8.7 System Component: Fortanix DSM-https-certificate-dsm

Metric: - days-to-expire

Threshold: - 60 days – Warning & 15 days – Critical

Alert Categorization: - Low

Issue Description: - This alert indicates certificate expiration in near future and acts as a reminder for certificate renewal.

Recommended Action:

  1. Renew the certificates. SSH in any of the machines in the cluster.

  2. Generate new CSR by running the command "sudo get_csrs" and install new certs using sudo install_certs.

8.8 System Component: Fortanix DSM-https-certificate-dsm-ui

Metric: - days-to-expire

Threshold: - 60 days – Warning & 15 days – Critical

Alert Categorization: - Low

Issue Description: - This alert indicates certificate expiration in the near future and acts as a reminder for certificate renewal.

Recommended Action:

  1. Renew the certificates.
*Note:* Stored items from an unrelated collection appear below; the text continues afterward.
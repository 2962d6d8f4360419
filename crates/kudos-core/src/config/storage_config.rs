use serde::{Deserialize, Serialize};

/// Configuration for the aggregate store.
#[derive(Debug, Clone, Serialize, Deserialize)]
#[serde(default)]
pub struct StorageConfig {
    /// Path to the SQLite database. `None` opens an in-memory store.
    pub path: Option<String>,
    /// Number of read-only connections. 0 = default (2).
    pub read_pool_size: usize,
}

impl Default for StorageConfig {
    fn default() -> Self {
        Self {
            path: None,
            read_pool_size: 2,
        }
    }
}
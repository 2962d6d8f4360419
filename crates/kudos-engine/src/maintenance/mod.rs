//! Daily streak maintenance: the batch job and its scheduler.

pub mod job;
pub mod scheduler;

pub use job::{maintain_user, MaintenanceJob, UserTally};
pub use scheduler::{next_run_after, SchedulerHandle};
SSH in any of the machines in the cluster.

  2. Generate new CSR by running the command sudo get_csrs and install new certs using sudo install_certs.

8.9 System Component: Fortanix DSM-Cassandra-cluster

Metric: - schema-status

Threshold: - Bad nodes >1 - Critical

Alert Categorization: - Low

Issue Description: - This alert indicates the cluster status of Cassandra is Bad for the connected nodes

Recommended Action:

  1. Usually, intermittent failures will be recoverable, and the service will be automatically restarted. Hence wait for at least 10 minutes for the alarm to recover.

  2. If the cluster state is reported as yellow, then it is just a warning and no immediate action is required.

  3. If the cluster state is reported as red and does not recover automatically, then it is critical and escalation to Fortanix support is required. In case the cluster state is in red, the following steps would help in debugging the problem.

    1. ssh into one of the nodes of the cluster.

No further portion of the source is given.